Varios países europeos –singularmente, el Reino Unido y Francia- practican una suerte de proteccionismo turístico, buscando que este año sus ciudadanos sustituyan Mallorca por Brighton o las playas catalanas por Biarritz o la Costa Azul. Pero tienen una buena coartada: en el momento actual, no se puede conocer la verdadera situación de la epidemia en España. De hecho, Italia, otro gran receptor de turismo internacional, no sufre las mismas restricciones. Ellos lo hicieron muy mal al principio, pero muy bien ahora.

Kiko Llaneras, junto a otros, realiza un trabajo impagable con su análisis crítico de los datos y su bien documentada denuncia de las anomalías. Pero el esfuerzo de algunas personas no puede sustituir la mezcla de incuria y sectarismo con que el poder político trata las estadísticas oficiales.

España carece desde hace mucho tiempo del sistema estadístico nacional que corresponde a la cuarta economía de la Unión Europa. Si la eficiencia de un Estado moderno depende en buena medida de la calidad de sus estadísticas, en eso acumulamos un retraso sideral.

Uno de los motivos –no el único- es la patrimonialización política por parte de los gobiernos autonómicos de las estadísticas que controlan.
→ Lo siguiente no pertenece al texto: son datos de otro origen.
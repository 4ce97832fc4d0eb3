//! # Catalogue Entry
//!
//! Manual first-sighting paths: creating a product by hand and adding a
//! batch to an existing product, outside of purchase processing. Both use
//! the same synthetic id allocator as purchases and emit ordinary
//! write-sets.

use chrono::Utc;

use crate::error::{EngineResult, ValidationError};
use crate::expiry::ExpiryDate;
use crate::ledger;
use crate::money::Money;
use crate::numbering;
use crate::types::{Batch, GstRate, Product};
use crate::validation;
use crate::writeset::{Collection, WriteSet};

/// A manually entered product.
#[derive(Debug, Clone, PartialEq)]
pub struct ProductEntry {
    pub name: String,
    pub company: String,
    pub hsn_code: String,
    pub gst: GstRate,
    pub composition: Option<String>,
    pub batches: Vec<BatchEntry>,
}

/// A manually entered batch.
#[derive(Debug, Clone, PartialEq)]
pub struct BatchEntry {
    pub batch_number: String,
    pub expiry_date: ExpiryDate,
    pub stock: i64,
    pub mrp: Money,
    pub purchase_price: Money,
}

/// The result of a catalogue operation.
#[derive(Debug)]
pub struct CatalogOutcome {
    pub product: Product,
    pub write_set: WriteSet,
}

fn validate_batch_entry(entry: &BatchEntry) -> EngineResult<()> {
    validation::validate_batch_number(&entry.batch_number)?;
    validation::validate_price("mrp", entry.mrp)?;
    validation::validate_price("purchasePrice", entry.purchase_price)?;
    if entry.stock < 0 {
        return Err(ValidationError::OutOfRange {
            field: "stock".to_string(),
            min: 0,
            max: i64::MAX,
        }
        .into());
    }
    Ok(())
}

fn realize(entry: BatchEntry) -> Batch {
    Batch {
        id: numbering::new_batch_id(),
        batch_number: entry.batch_number.trim().to_string(),
        expiry_date: entry.expiry_date,
        stock: entry.stock,
        mrp: entry.mrp,
        purchase_price: entry.purchase_price,
    }
}

/// Creates a product from a manual catalogue entry.
///
/// Emits `{create Product}`.
pub fn add_product(entry: ProductEntry) -> EngineResult<CatalogOutcome> {
    let name = validation::validate_name("name", &entry.name)?;
    let company = validation::validate_name("company", &entry.company)?;
    validation::validate_gst(entry.gst)?;
    for batch in &entry.batches {
        validate_batch_entry(batch)?;
    }

    let now = Utc::now();
    let product = Product {
        id: numbering::new_document_id(),
        name,
        company,
        hsn_code: entry.hsn_code.trim().to_string(),
        gst: entry.gst,
        composition: entry.composition,
        batches: entry.batches.into_iter().map(realize).collect(),
        created_at: now,
        updated_at: now,
    };

    let mut write_set = WriteSet::new();
    write_set.create(Collection::Products, &product.id, &product)?;

    Ok(CatalogOutcome { product, write_set })
}

/// Adds a batch to an existing product.
///
/// The manual path refuses a duplicate batch number on the same product —
/// restocking an existing batch goes through purchase entry instead.
///
/// Emits `{update Product}`.
pub fn add_batch(product: &Product, entry: BatchEntry) -> EngineResult<CatalogOutcome> {
    validate_batch_entry(&entry)?;

    if ledger::find_by_number(&product.batches, entry.batch_number.trim()).is_some() {
        return Err(ValidationError::Duplicate {
            field: "batchNumber".to_string(),
            value: entry.batch_number.trim().to_string(),
        }
        .into());
    }

    let mut product = product.clone();
    product.batches = ledger::upsert_batch(&product.batches, realize(entry));
    product.updated_at = Utc::now();

    let mut write_set = WriteSet::new();
    write_set.update(Collection::Products, &product.id, &product)?;

    Ok(CatalogOutcome { product, write_set })
}

// =============================================================================
// Unit Tests
// =============================================================================

#[cfg(test)]
mod tests {
    use super::*;
    use crate::error::EngineError;

    fn entry() -> ProductEntry {
        ProductEntry {
            name: "Dolo 650".to_string(),
            company: "Micro Labs".to_string(),
            hsn_code: "3004".to_string(),
            gst: GstRate::from_percentage(12.0),
            composition: Some("Paracetamol 650mg".to_string()),
            batches: vec![BatchEntry {
                batch_number: "DL2701".to_string(),
                expiry_date: "2027-01".parse().unwrap(),
                stock: 50,
                mrp: Money::from_paise(3150),
                purchase_price: Money::from_paise(2200),
            }],
        }
    }

    #[test]
    fn test_add_product_creates_one_document() {
        let outcome = add_product(entry()).unwrap();
        assert_eq!(outcome.write_set.len(), 1);
        assert_eq!(outcome.product.batches.len(), 1);
        assert_eq!(outcome.product.batches[0].stock, 50);
        assert!(outcome.product.batches[0].id.starts_with("BT-"));
    }

    #[test]
    fn test_add_product_rejects_blank_name() {
        let mut bad = entry();
        bad.name = "  ".to_string();
        assert!(add_product(bad).is_err());
    }

    #[test]
    fn test_add_batch_appends() {
        let product = add_product(entry()).unwrap().product;
        let outcome = add_batch(
            &product,
            BatchEntry {
                batch_number: "DL2704".to_string(),
                expiry_date: "2027-04".parse().unwrap(),
                stock: 30,
                mrp: Money::from_paise(3150),
                purchase_price: Money::from_paise(2250),
            },
        )
        .unwrap();
        assert_eq!(outcome.product.batches.len(), 2);
    }

    #[test]
    fn test_add_batch_rejects_duplicate_number() {
        let product = add_product(entry()).unwrap().product;
        let err = add_batch(
            &product,
            BatchEntry {
                batch_number: "DL2701".to_string(),
                expiry_date: "2027-04".parse().unwrap(),
                stock: 30,
                mrp: Money::from_paise(3150),
                purchase_price: Money::from_paise(2250),
            },
        )
        .unwrap_err();
        assert!(matches!(err, EngineError::Validation(_)));
    }
}
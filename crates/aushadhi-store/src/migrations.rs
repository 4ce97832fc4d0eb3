//! # Database Migrations
//!
//! Embedded SQL migrations for the SQLite document store.
//!
//! The `sqlx::migrate!()` macro embeds all SQL files from the workspace
//! `migrations/sqlite` directory into the binary at compile time; no
//! runtime file access is needed. Migrations are tracked in the
//! `_sqlx_migrations` table, run in filename order, and each runs in its
//! own transaction — safe to invoke on every startup.
//!
//! ## Adding New Migrations
//! 1. Create a new file in `migrations/sqlite/` with the next sequence
//!    number (`NNN_description.sql`)
//! 2. Write idempotent SQL (use `IF NOT EXISTS` where possible)
//! 3. **NEVER** modify existing migrations - always add new ones

use sqlx::SqlitePool;
use tracing::info;

use crate::error::StoreResult;

/// Embedded migrations from the `migrations/sqlite` directory.
static MIGRATOR: sqlx::migrate::Migrator = sqlx::migrate!("../../migrations/sqlite");

/// Runs all pending database migrations.
pub async fn run_migrations(pool: &SqlitePool) -> StoreResult<()> {
    info!("Checking for pending migrations");

    MIGRATOR.run(pool).await?;

    info!("All migrations applied successfully");
    Ok(())
}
Los dirigentes territoriales las tratan como su cortijo, se sientan sobre los datos y los suministran de forma rácana y deliberadamente borrosa, con el consentimiento del poder central. Parecen pensar que una transmisión transparente y leal de los datos equivale a una pérdida de poder, o que la información estadística les pertenece a ellos y no a la sociedad. El resultado es que los organismos de ámbito nacional son incapaces de ofrecer datos agregados y uniformemente elaborados para todo el país. La primera víctima es la posibilidad de planificar buenas políticas públicas. Es un síntoma más de la confusión entre descentralización y centrifugación que contamina nuestro modelo territorial.
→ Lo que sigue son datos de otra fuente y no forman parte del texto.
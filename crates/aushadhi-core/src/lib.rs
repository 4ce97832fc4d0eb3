//! # aushadhi-core: Pure Business Logic for Aushadhi POS
//!
//! This crate is the **heart** of Aushadhi POS. It contains the stock
//! reconciliation engine — the logic that keeps per-batch stock consistent
//! as bills and purchases are created, edited, and deleted — as pure
//! functions with zero I/O dependencies.
//!
//! ## Architecture Position
//! ```text
//! ┌─────────────────────────────────────────────────────────────────────────┐
//! │                      Aushadhi POS Architecture                          │
//! │                                                                         │
//! │  ┌─────────────────────────────────────────────────────────────────┐   │
//! │  │                       Frontend (UI)                             │   │
//! │  │    Billing ──► Purchases ──► Suppliers ──► Reports              │   │
//! │  └─────────────────────────────┬───────────────────────────────────┘   │
//! │                                │                                        │
//! │  ┌─────────────────────────────▼───────────────────────────────────┐   │
//! │  │                     aushadhi-service                            │   │
//! │  │    generate_bill, update_bill, add_purchase, …                  │   │
//! │  └─────────────────────────────┬───────────────────────────────────┘   │
//! │                                │                                        │
//! │  ┌─────────────────────────────▼───────────────────────────────────┐   │
//! │  │               ★ aushadhi-core (THIS CRATE) ★                    │   │
//! │  │                                                                 │   │
//! │  │   ┌───────────┐  ┌───────────┐  ┌───────────┐  ┌───────────┐  │   │
//! │  │   │  ledger   │  │   sale    │  │ purchase  │  │ numbering │  │   │
//! │  │   │ apply_Δ   │  │ generate  │  │ resolve   │  │ B0001 …   │  │   │
//! │  │   │ find/upsrt│  │ edit/del  │  │ revert/   │  │ batch ids │  │   │
//! │  │   │           │  │           │  │ reapply   │  │           │  │   │
//! │  │   └───────────┘  └───────────┘  └───────────┘  └───────────┘  │   │
//! │  │                                                                 │   │
//! │  │   NO I/O • NO DATABASE • NO NETWORK • PURE FUNCTIONS           │   │
//! │  └─────────────────────────────┬───────────────────────────────────┘   │
//! │                                │  write-sets                            │
//! │  ┌─────────────────────────────▼───────────────────────────────────┐   │
//! │  │                     aushadhi-store                              │   │
//! │  │        all-or-nothing commit of each emitted write-set          │   │
//! │  └─────────────────────────────────────────────────────────────────┘   │
//! └─────────────────────────────────────────────────────────────────────────┘
//! ```
//!
//! ## Modules
//!
//! - [`types`] - Domain documents (Product, Batch, Bill, Purchase, …)
//! - [`money`] - Money type with integer arithmetic (no floating point!)
//! - [`expiry`] - Year-month batch expiry dates
//! - [`ledger`] - Pure batch-list operations
//! - [`sale`] - Sale transaction engine
//! - [`purchase`] - Purchase transaction engine
//! - [`catalog`] - Manual product/batch entry
//! - [`numbering`] - Bill/voucher numbers and synthetic ids
//! - [`balances`] - Supplier outstanding balances
//! - [`writeset`] - The atomic mutation description engines emit
//! - [`validation`] - Business rule validation
//! - [`error`] - Domain error types
//!
//! ## Design Principles
//!
//! 1. **Pure Engines**: every operation reads a snapshot and returns a
//!    write-set; nothing here performs a write
//! 2. **No I/O**: database, network, file system access is FORBIDDEN here
//! 3. **Integer Money**: all monetary values are paise (i64) so the bill
//!    invariant `subTotal + totalGst == grandTotal` holds exactly
//! 4. **Explicit Errors**: fatal kinds are typed and returned before any
//!    write; non-fatal revert skips are warning values, never panics

// =============================================================================
// Module Declarations
// =============================================================================

pub mod balances;
pub mod catalog;
pub mod error;
pub mod expiry;
pub mod ledger;
pub mod money;
pub mod numbering;
pub mod purchase;
pub mod sale;
pub mod types;
pub mod validation;
pub mod writeset;

mod working;

// =============================================================================
// Re-exports for Convenience
// =============================================================================
// These allow users to do `use aushadhi_core::Money` instead of
// `use aushadhi_core::money::Money`

pub use error::{EngineError, EngineResult, RevertWarning, ValidationError};
pub use expiry::ExpiryDate;
pub use money::Money;
pub use types::*;
pub use writeset::{Collection, WriteOp, WriteSet};

// =============================================================================
// Crate-Level Constants
// =============================================================================

/// Maximum line items allowed on a single bill
///
/// Keeps runaway carts out of the store; a retail pharmacy bill never
/// legitimately reaches this.
pub const MAX_BILL_ITEMS: usize = 100;

/// Maximum quantity of a single line item
///
/// Guards against typing 1000 instead of 10 at the counter.
pub const MAX_ITEM_QUANTITY: i64 = 999;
Repito: agosto es decisivo. Lo que suceda con esta pandemia en otoño depende en gran medida de lo que se haga en los próximos días. El Ministerio de Sanidad tiene que hacerse presente de inmediato. No se puede seguir esperando cínicamente a que las comunidades autónomas, desbordadas por la situación, supliquen la intervención del Gobierno.

Ya sabemos que aquel fantasmal comité de expertos que presuntamente asesoraba al Gobierno era un fraude, un mero parapeto discursivo. Pero las personas de mayor experiencia en la gestión sanitaria reclaman que realmente exista un comité de expertos de ámbito nacional, conocido y aceptado por todas las partes, que establezca criterios válidos y científicamente respetables sobre la gestión de la pandemia.

Si llegar tarde la primera vez fue gravísimo, repetir el error resultará imperdonable. Por desgracia, ya está sucediendo.